**Instructions for the task**
Print out the whole listing below exactly as it is written.

**Records for the task**
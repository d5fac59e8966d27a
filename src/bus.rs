//! Address-mapped buses shared by the CPU and PPU.
//!
//! A [`Bus`] only records *which* devices are attached and in what order. The devices themselves
//! are owned by the console and reached through [`Dispatch`], so the bus never borrows them.
//! Every access is narrowed by the bus mask and offered to each connected device in registration
//! order until one claims it. Unclaimed reads return the floating-bus latch (last value read
//! from the bus). See [CPU memory map](https://www.nesdev.org/wiki/CPU_memory_map),
//! [PPU memory map](https://www.nesdev.org/wiki/PPU_memory_map) and
//! [Open bus behavior](https://www.nesdev.org/wiki/Open_bus_behavior).

use std::fmt::Debug;

/// CPU address space is the full 16 bits.
pub const CPU_ADDR_MASK: u16 = 0xFFFF;

/// PPU address space is 14 bits ($0000–$3FFF).
pub const PPU_ADDR_MASK: u16 = 0x3FFF;

/// Latch value before the first successful read.
const POWER_ON_LATCH: u8 = 0xAA;

/// Memory view the CPU (and DMA unit) executes against.
pub trait CpuBus {
    /// Read one byte. With `allow_side_effects == false` the read must not change device state
    /// (status flags, shift registers, buffers); used by the disassembler and debuggers.
    fn read(&mut self, addr: u16, allow_side_effects: bool) -> u8;
    fn write(&mut self, addr: u16, data: u8);
    /// Level of the shared IRQ line (cartridge, APU frame counter, DMC). Sampled between
    /// instructions.
    fn irq(&self) -> bool {
        false
    }
}

/// Memory view the PPU renders from: pattern tables, nametables, palette.
pub trait PpuBus {
    fn read(&mut self, addr: u16, allow_side_effects: bool) -> u8;
    fn write(&mut self, addr: u16, data: u8);
    /// Called once per rendered scanline (dot 260); MMC3 clocks its IRQ counter here.
    fn scanline(&mut self) {}
}

/// Implemented by the owner of the devices a [`Bus`] dispatches to.
pub trait Dispatch<D> {
    /// Offer a read to `device`. `None` means the device does not decode `addr`.
    fn read(&mut self, device: D, addr: u16, allow_side_effects: bool) -> Option<u8>;
    /// Offer a write to `device`. `false` means the device does not decode `addr`.
    fn write(&mut self, device: D, addr: u16, data: u8) -> bool;
}

/// Ordered read and write handler lists keyed by device tag.
#[derive(Debug, Clone)]
pub struct Bus<D> {
    name: &'static str,
    readers: Vec<D>,
    writers: Vec<D>,
    mask: u16,
    latch: u8,
}

impl<D: Copy + PartialEq + Debug> Bus<D> {
    /// Create an empty bus. `name` only appears in diagnostics.
    pub fn new(name: &'static str, mask: u16) -> Self {
        Self {
            name,
            readers: Vec::new(),
            writers: Vec::new(),
            mask,
            latch: POWER_ON_LATCH,
        }
    }

    pub fn connect_read(&mut self, device: D) {
        self.readers.push(device);
    }

    pub fn connect_write(&mut self, device: D) {
        self.writers.push(device);
    }

    /// Connect `device` as both reader and writer.
    pub fn connect(&mut self, device: D) {
        self.connect_read(device);
        self.connect_write(device);
    }

    /// Remove `device` from the read list.
    ///
    /// # Panics
    ///
    /// Panics if `device` was never connected for reads.
    pub fn disconnect_read(&mut self, device: D) {
        match self.readers.iter().position(|d| *d == device) {
            Some(i) => {
                self.readers.remove(i);
            }
            None => panic!("{} bus: disconnect_read of unconnected {device:?}", self.name),
        }
    }

    /// Remove `device` from the write list.
    ///
    /// # Panics
    ///
    /// Panics if `device` was never connected for writes.
    pub fn disconnect_write(&mut self, device: D) {
        match self.writers.iter().position(|d| *d == device) {
            Some(i) => {
                self.writers.remove(i);
            }
            None => panic!("{} bus: disconnect_write of unconnected {device:?}", self.name),
        }
    }

    pub fn disconnect(&mut self, device: D) {
        self.disconnect_read(device);
        self.disconnect_write(device);
    }

    pub fn is_connected(&self, device: D) -> bool {
        self.readers.contains(&device) || self.writers.contains(&device)
    }

    /// Last value a side-effecting read returned.
    pub fn latch(&self) -> u8 {
        self.latch
    }

    /// Return the latch to its power-on value; connections are kept.
    pub fn reset(&mut self) {
        self.latch = POWER_ON_LATCH;
    }

    /// Dispatch a read. The latch only follows side-effecting reads so that inspection never
    /// changes what a later open-bus read returns.
    pub fn read<T: Dispatch<D>>(&mut self, devices: &mut T, addr: u16, allow_side_effects: bool) -> u8 {
        let addr = addr & self.mask;
        for &device in &self.readers {
            if let Some(value) = devices.read(device, addr, allow_side_effects) {
                if allow_side_effects {
                    self.latch = value;
                }
                return value;
            }
        }
        log::warn!("{} bus: no read handler for ${addr:04X}", self.name);
        self.latch
    }

    /// Dispatch a write; the first claiming device wins. Writes leave the latch alone.
    pub fn write<T: Dispatch<D>>(&mut self, devices: &mut T, addr: u16, data: u8) {
        let addr = addr & self.mask;
        for &device in &self.writers {
            if devices.write(device, addr, data) {
                return;
            }
        }
        log::warn!("{} bus: no write handler for ${addr:04X} = ${data:02X}", self.name);
    }
}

**Result**
repository d5fac59e8966d27a
filename src/bus.rs
//! Address-mapped buses shared by the CPU and PPU.
//!
//! A [`Bus`] only records *which* devices are attached and in what order. The devices themselves
//! are owned by the console and reached through [`Dispatch`], so the bus never borrows them.
//! Every access is narrowed by the bus mask and offered to each connected device in registration
//! order until one claims it. Unclaimed reads return the floating-bus latch (last value read
//! from the bus). See [CPU memory map](https://www.nesdev.org/wiki/CPU_memory_map),
//! [PPU memory map](https://www.nesdev.org/wiki/PPU_memory_map) and
//! [Open bus behavior](https://www.nesdev.org/wiki/Open_bus_behavior).

use std::fmt::Debug;

/// CPU address space is the full 16 bits.
pub const CPU_ADDR_MASK: u16 = 0xFFFF;

/// PPU address space is 14 bits ($0000–$3FFF).
pub const PPU_ADDR_MASK: u16 = 0x3FFF;

/// Latch value before the first successful read.
const POWER_ON_LATCH: u8 = 0xAA;

/// Memory view the CPU (and DMA unit) executes against.
pub trait CpuBus {
    /// Read one byte. With `allow_side_effects == false` the read must not change device state
    /// (status flags, shift registers, buffers); used by the disassembler and debuggers.
    fn read(&mut self, addr: u16, allow_side_effects: bool) -> u8;
    fn write(&mut self, addr: u16, data: u8);
    /// Level of the shared IRQ line (cartridge, APU frame counter, DMC). Sampled between
    /// instructions.
    fn irq(&self) -> bool {
        false
    }
}

/// Memory view the PPU renders from: pattern tables, nametables, palette.
pub trait PpuBus {
    fn read(&mut self, addr: u16, allow_side_effects: bool) -> u8;
    fn write(&mut self, addr: u16, data: u8);
    /// Called once per rendered scanline (dot 260); MMC3 clocks its IRQ counter here.
    fn scanline(&mut self) {}
}

/// Implemented by the owner of the devices a [`Bus`] dispatches to.
pub trait Dispatch<D> {
    /// Offer a read to `device`. `None` means the device does not decode `addr`.
    fn read(&mut self, device: D, addr: u16, allow_side_effects: bool) -> Option<u8>;
    /// Offer a write to `device`. `false` means the device does not decode `addr`.
    fn write(&mut self, device: D, addr: u16, data: u8) -> bool;
}

/// Ordered read and write handler lists keyed by device tag.
#[derive(Debug, Clone)]
pub struct Bus<D> {
    name: &'static str,
    readers: Vec<D>,
    writers: Vec<D>,
    mask: u16,
    latch: u8,
}

impl<D: Copy + PartialEq + Debug> Bus<D> {
    /// Create an empty bus. `name` only appears in diagnostics.
    pub fn new(name: &'static str, mask: u16) -> Self {
        Self {
            name,
            readers: Vec::new(),
            writers: Vec::new(),
            mask,
            latch: POWER_ON_LATCH,
        }
    }

    pub fn connect_read(&mut self, device: D) {
        self.readers.push(device);
    }

    pub fn connect_write(&mut self, device: D) {
        self.writers.push(device);
    }

    /// Connect `device` as both reader and writer.
    pub fn connect(&mut self, device: D) {
        self.connect_read(device);
        self.connect_write(device);
    }

    /// Remove `device` from the read list.
    ///
    /// # Panics
    ///
    /// Panics if `device` was never connected for reads.
    pub fn disconnect_read(&mut self, device: D) {
        match self.readers.iter().position(|d| *d == device) {
            Some(i) => {
                self.readers.remove(i);
            }
            None => panic!("{} bus: disconnect_read of unconnected {device:?}", self.name),
        }
    }

    /// Remove `device` from the write list.
    ///
    /// # Panics
    ///
    /// Panics if `device` was never connected for writes.
    pub fn disconnect_write(&mut self, device: D) {
        match self.writers.iter().position(|d| *d == device) {
            Some(i) => {
                self.writers.remove(i);
            }
            None => panic!("{} bus: disconnect_write of unconnected {device:?}", self.name),
        }
    }

    pub fn disconnect(&mut self, device: D) {
        self.disconnect_read(device);
        self.disconnect_write(device);
    }

    pub fn is_connected(&self, device: D) -> bool {
        self.readers.contains(&device) || self.writers.contains(&device)
    }

    /// Last value a side-effecting read returned.
    pub fn latch(&self) -> u8 {
        self.latch
    }

    /// Return the latch to its power-on value; connections are kept.
    pub fn reset(&mut self) {
        self.latch = POWER_ON_LATCH;
    }

    /// Dispatch a read. The latch only follows side-effecting reads so that inspection never
    /// changes what a later open-bus read returns.
    pub fn read<T: Dispatch<D>>(&mut self, devices: &mut T, addr: u16, allow_side_effects: bool) -> u8 {
        let addr = addr & self.mask;
        for &device in &self.readers {
            if let Some(value) = devices.read(device, addr, allow_side_effects) {
                if allow_side_effects {
                    self.latch = value;
                }
                return value;
            }
        }
        log::warn!("{} bus: no read handler for ${addr:04X}", self.name);
        self.latch
    }

    /// Dispatch a write; the first claiming device wins. Writes leave the latch alone.
    pub fn write<T: Dispatch<D>>(&mut self, devices: &mut T, addr: u16, data: u8) {
        let addr = addr & self.mask;
        for &device in &self.writers {
            if devices.write(device, addr, data) {
                return;
            }
        }
        log::warn!("{} bus: no write handler for ${addr:04X} = ${data:02X}", self.name);
    }
}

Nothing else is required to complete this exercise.